■ **ASSIGNMENT**: Comb the records below for the string "writer" and copy each line where it turns up.

[Saved entries]
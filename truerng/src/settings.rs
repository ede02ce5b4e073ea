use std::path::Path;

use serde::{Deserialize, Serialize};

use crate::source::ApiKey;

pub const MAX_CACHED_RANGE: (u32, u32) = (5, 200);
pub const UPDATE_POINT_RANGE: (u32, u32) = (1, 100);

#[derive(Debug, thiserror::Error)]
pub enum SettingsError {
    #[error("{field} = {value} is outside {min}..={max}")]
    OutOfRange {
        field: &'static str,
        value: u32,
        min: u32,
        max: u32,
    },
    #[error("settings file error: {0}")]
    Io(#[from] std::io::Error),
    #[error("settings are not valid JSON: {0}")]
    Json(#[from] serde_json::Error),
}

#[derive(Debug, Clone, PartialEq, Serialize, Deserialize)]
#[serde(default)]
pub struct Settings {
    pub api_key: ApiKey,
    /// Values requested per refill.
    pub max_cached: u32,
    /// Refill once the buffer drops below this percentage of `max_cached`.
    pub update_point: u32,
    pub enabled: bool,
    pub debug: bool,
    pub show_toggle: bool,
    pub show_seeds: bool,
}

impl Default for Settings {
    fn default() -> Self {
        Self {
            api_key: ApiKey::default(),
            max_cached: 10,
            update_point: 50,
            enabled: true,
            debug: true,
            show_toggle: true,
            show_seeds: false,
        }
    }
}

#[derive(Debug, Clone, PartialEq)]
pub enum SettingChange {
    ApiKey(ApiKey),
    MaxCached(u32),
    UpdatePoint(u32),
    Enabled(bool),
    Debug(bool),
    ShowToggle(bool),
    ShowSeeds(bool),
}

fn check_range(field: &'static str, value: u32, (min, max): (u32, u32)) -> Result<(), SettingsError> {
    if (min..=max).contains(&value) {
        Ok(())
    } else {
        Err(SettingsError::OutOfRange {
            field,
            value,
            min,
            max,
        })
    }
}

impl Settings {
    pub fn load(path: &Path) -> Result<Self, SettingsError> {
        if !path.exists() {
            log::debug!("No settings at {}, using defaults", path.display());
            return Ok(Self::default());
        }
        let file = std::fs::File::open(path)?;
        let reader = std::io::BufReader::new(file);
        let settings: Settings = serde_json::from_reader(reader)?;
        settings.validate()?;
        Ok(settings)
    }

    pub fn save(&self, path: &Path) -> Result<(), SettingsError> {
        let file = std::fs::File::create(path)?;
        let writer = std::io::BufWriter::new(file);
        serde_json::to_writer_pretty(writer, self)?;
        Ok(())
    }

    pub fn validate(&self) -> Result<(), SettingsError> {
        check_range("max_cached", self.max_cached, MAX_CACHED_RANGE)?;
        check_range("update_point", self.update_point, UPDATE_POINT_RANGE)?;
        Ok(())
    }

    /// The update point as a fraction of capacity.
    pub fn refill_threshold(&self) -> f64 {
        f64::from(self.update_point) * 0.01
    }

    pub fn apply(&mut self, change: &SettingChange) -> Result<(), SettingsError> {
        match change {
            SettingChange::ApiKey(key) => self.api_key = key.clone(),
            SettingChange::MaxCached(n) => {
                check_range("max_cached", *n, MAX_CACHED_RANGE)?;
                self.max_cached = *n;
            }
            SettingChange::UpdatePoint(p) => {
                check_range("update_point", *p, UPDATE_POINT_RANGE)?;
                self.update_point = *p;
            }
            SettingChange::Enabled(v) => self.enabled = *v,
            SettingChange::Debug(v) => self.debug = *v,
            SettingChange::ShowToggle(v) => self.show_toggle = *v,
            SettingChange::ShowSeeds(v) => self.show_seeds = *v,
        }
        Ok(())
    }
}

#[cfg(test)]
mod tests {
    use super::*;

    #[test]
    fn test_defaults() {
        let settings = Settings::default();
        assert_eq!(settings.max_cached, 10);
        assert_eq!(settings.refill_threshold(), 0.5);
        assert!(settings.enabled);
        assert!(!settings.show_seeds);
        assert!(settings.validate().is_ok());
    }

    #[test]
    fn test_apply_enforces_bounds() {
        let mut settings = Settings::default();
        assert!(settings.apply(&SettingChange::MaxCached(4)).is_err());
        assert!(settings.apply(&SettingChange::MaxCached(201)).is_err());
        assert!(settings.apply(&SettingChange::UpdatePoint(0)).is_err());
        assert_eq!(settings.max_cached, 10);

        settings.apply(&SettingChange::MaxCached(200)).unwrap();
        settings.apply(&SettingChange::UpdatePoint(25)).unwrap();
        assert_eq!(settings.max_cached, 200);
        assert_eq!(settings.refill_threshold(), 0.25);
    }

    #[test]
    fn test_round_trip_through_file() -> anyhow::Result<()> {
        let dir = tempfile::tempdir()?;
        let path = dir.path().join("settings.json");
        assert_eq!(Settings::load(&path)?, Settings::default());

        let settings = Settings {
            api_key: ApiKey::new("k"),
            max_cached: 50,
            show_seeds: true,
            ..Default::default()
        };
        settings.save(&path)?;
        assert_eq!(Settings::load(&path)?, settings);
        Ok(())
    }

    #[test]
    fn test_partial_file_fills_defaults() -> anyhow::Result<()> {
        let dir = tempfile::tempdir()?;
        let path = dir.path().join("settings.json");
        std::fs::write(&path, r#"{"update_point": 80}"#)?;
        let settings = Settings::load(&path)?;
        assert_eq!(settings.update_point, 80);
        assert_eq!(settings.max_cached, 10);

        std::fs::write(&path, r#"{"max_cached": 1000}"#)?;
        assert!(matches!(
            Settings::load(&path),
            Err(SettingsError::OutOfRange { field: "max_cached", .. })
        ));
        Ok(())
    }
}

■ **SOLVED EXERCISE**:
        let writer = std::io::BufWriter::new(file);
        serde_json::to_writer_pretty(writer, self)?;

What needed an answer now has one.